*** Opening Supplied data ***

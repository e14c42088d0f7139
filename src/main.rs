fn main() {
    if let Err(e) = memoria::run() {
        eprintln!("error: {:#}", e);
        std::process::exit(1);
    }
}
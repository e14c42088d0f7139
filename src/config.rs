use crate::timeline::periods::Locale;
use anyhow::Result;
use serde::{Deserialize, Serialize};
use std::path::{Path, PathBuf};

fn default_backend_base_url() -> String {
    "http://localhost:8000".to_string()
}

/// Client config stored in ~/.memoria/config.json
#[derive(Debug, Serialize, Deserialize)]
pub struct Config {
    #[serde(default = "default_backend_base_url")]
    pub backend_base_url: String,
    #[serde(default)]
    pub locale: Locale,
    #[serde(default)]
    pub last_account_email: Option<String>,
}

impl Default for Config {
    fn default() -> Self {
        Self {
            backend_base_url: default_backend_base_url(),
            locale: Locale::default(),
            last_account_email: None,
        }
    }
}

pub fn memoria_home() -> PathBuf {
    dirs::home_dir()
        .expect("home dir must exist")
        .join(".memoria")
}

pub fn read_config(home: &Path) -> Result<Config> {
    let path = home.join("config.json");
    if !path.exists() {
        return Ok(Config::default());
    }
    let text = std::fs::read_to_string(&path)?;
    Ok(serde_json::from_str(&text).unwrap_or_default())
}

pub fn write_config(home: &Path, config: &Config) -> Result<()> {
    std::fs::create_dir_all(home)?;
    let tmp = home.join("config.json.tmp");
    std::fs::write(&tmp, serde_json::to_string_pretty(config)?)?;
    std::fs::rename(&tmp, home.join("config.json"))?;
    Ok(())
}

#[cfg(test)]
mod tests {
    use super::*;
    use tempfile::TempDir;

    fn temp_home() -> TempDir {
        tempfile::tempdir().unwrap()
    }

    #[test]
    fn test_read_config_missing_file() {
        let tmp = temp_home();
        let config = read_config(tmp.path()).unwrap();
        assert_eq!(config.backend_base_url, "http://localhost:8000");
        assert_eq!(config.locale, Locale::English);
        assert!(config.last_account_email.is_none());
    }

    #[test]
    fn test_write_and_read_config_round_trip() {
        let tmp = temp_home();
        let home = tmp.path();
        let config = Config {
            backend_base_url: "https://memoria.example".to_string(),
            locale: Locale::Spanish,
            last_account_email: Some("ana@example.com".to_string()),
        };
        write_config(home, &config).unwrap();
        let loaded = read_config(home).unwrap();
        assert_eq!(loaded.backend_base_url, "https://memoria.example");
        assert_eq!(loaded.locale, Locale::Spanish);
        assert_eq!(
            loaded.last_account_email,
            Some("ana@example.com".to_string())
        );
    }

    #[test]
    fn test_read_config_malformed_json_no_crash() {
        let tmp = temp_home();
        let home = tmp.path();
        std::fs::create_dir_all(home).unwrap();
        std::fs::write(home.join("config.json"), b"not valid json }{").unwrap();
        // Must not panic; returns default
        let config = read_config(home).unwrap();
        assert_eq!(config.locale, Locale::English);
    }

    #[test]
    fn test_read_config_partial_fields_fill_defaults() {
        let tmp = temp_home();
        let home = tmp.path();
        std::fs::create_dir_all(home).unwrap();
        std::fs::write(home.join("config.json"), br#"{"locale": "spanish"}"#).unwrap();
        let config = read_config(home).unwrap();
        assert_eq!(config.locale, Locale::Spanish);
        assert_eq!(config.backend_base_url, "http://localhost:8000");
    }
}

*** Closing Supplied data ***
*** Opening Supplied data ***

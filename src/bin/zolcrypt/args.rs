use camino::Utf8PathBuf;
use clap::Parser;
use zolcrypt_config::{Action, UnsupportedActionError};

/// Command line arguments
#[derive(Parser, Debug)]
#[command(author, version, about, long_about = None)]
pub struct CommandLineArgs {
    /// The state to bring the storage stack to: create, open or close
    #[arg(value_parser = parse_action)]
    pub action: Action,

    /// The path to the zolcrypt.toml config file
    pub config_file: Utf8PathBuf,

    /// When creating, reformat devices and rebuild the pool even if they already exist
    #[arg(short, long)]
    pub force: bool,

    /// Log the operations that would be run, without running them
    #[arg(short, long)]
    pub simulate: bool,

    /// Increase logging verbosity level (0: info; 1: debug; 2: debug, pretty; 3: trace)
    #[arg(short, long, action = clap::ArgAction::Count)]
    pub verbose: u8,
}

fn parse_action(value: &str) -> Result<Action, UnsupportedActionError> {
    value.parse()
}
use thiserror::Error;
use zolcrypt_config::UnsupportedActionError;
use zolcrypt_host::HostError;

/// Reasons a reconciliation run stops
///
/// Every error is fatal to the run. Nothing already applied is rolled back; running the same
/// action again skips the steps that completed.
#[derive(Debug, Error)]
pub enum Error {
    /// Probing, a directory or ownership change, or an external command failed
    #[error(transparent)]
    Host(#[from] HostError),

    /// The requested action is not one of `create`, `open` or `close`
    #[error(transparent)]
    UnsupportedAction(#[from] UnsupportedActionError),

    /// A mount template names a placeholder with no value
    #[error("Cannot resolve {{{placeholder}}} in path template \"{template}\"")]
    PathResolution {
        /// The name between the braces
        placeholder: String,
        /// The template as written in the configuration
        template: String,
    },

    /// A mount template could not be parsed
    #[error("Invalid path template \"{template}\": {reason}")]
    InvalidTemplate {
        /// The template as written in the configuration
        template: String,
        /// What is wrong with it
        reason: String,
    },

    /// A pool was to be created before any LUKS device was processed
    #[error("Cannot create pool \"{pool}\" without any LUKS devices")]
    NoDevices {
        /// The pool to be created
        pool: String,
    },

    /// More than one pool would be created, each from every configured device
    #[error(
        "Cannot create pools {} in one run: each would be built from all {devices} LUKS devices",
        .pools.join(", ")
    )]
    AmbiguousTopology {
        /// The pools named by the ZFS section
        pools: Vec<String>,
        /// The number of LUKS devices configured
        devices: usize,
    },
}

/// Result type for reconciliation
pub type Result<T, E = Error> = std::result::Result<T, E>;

*** Closing Supplied data ***
*** Opening Supplied data ***

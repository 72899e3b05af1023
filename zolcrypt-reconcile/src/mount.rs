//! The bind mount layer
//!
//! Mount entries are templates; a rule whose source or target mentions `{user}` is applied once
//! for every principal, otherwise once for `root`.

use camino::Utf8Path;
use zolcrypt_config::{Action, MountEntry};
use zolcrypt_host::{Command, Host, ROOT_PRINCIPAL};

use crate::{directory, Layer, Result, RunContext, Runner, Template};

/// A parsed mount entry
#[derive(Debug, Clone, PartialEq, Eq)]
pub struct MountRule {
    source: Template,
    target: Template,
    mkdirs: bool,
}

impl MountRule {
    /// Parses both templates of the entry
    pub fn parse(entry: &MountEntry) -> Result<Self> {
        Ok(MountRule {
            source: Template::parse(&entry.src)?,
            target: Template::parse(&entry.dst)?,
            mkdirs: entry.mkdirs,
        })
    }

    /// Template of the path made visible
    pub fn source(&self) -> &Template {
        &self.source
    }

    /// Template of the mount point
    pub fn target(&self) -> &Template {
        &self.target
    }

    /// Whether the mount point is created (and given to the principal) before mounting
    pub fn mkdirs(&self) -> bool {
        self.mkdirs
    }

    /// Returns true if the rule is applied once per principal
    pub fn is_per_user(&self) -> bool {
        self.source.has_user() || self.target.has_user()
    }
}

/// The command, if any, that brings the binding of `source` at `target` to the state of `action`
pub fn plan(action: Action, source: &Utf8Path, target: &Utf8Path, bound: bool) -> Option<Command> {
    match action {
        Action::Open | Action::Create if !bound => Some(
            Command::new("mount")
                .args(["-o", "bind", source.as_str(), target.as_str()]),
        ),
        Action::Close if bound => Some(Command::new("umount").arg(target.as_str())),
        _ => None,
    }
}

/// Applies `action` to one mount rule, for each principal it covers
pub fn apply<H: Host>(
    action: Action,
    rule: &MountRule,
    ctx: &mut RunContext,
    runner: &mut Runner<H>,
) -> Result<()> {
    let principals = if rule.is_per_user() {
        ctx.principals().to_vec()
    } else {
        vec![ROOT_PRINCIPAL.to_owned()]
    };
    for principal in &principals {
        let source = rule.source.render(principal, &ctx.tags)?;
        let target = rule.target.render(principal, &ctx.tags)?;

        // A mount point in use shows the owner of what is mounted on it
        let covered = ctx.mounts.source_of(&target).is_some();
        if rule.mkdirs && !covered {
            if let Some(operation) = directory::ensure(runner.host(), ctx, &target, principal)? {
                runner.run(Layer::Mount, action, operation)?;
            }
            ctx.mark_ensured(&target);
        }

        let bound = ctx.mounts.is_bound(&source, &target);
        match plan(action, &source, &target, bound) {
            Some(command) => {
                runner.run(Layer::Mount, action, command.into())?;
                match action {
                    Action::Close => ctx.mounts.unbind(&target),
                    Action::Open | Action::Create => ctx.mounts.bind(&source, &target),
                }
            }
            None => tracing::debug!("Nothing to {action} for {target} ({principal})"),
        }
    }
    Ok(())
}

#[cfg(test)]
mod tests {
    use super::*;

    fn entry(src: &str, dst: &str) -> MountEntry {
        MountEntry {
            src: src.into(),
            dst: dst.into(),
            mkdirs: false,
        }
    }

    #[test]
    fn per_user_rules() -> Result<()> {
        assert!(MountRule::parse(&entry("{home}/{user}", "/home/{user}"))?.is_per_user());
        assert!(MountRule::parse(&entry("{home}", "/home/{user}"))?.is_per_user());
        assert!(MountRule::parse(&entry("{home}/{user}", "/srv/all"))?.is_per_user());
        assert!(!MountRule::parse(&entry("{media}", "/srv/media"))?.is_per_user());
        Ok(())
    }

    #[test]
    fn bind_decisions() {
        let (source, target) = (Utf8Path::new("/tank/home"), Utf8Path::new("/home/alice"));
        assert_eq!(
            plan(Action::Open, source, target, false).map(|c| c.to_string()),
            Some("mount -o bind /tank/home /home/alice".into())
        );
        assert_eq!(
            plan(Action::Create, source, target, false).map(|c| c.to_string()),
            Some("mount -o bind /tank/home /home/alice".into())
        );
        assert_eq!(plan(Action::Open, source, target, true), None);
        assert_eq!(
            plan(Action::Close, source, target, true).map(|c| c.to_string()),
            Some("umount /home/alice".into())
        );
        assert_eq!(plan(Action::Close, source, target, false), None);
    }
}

*** Closing Supplied data ***

What is required: With "point" as the string to match, show every line of the entries above that has it.

Exercise answer:
    /// Template of the mount point
    /// Whether the mount point is created (and given to the principal) before mounting
        // A mount point in use shows the owner of what is mounted on it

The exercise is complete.